Taking their cue from Straus and the CDC, clinicians at other institutions followed like sheep. Prestigious medical journals rejected first-rate papers detailing physiological abnormalities in favor of shoddy psychiatric studies, one of which lumped CFS in with plain old fatigue. The lay press trivialized the illness as a passing fad, the yuppie flu.
Straus, the author charges, “has imbued the psychoneurotic theory with the patina of scientific credibility.” So while patient advocacy efforts have succeeded in getting Congress to appropriate money for CFS research, the NIH, thanks largely to Straus, funds primarily psychiatric studies. Johnson also documents that the Centers for Disease Control has siphoned off CFS dollars to other projects.

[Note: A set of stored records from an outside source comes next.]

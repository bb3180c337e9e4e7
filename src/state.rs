//! Shared application state

use crate::config::RelayConfig;
use crate::hub::Hub;
use crate::registry::Registry;

/// Everything the session loops and the sensor emitter share. Handed to axum
/// as an `Arc<AppState>`.
#[derive(Debug, Clone)]
pub struct AppState {
    pub config: RelayConfig,
    pub registry: Registry,
    pub hub: Hub,
}

impl AppState {
    pub fn new(config: RelayConfig) -> Self {
        let registry = Registry::new();
        let hub = Hub::new(registry.clone());
        Self {
            config,
            registry,
            hub,
        }
    }
}

impl Default for AppState {
    fn default() -> Self {
        Self::new(RelayConfig::default())
    }
}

Without funding, scientists once eager to conduct CFS viral research have moved on to other endeavors. Of the few who secured viral grants, like the fiery Dr. Elaine DeFreitas of Philadelphia’s Wistar Institute, nearly all have been ostracized for their efforts. Although DeFreitas found evidence of a CFS retrovirus, her funding was cut off. CFS experts report in the book that they are emotionally drained by the institutional hostility to the disease.
“We are not really making any progress at all,” one researcher laments in Osler’s Web, named after the esteemed 19th-century physician Sir William Osler, who championed listening to patients. And while Johnson quotes AIDS and CFS clinician Dr. Mark Loveless as saying, “A person with CFS feels every day like a person with AIDS feels two months before death,” few in the medical establishment accept the gravity of the disease.
Rather than examine the hard data, Johnson contends, a rigid, lackluster medical community persists in debating the existence of CFS as if it were a theology question.
“I swear,” she quotes Dr. Dan Peterson, “if AIDS weren’t a fatal disease we would still be having the same argument about it.”
Mindy Kitei is a Philadelphia writer.
Authors note: Kaplan’s quote is revealing because the CDC investigators arrived in Tahoe in the early fall before the ski season began and in fact he and Holmes knocked off every day at 4 pm, closing time at CDC in Atlanta, and took hikes or walked on the beach. After Kaplan returned to Atlanta leaving Holmes to face his final days in Incline Village alone, the latter gambled in the evenings. “It was either that—or read patients’ charts,” he told me.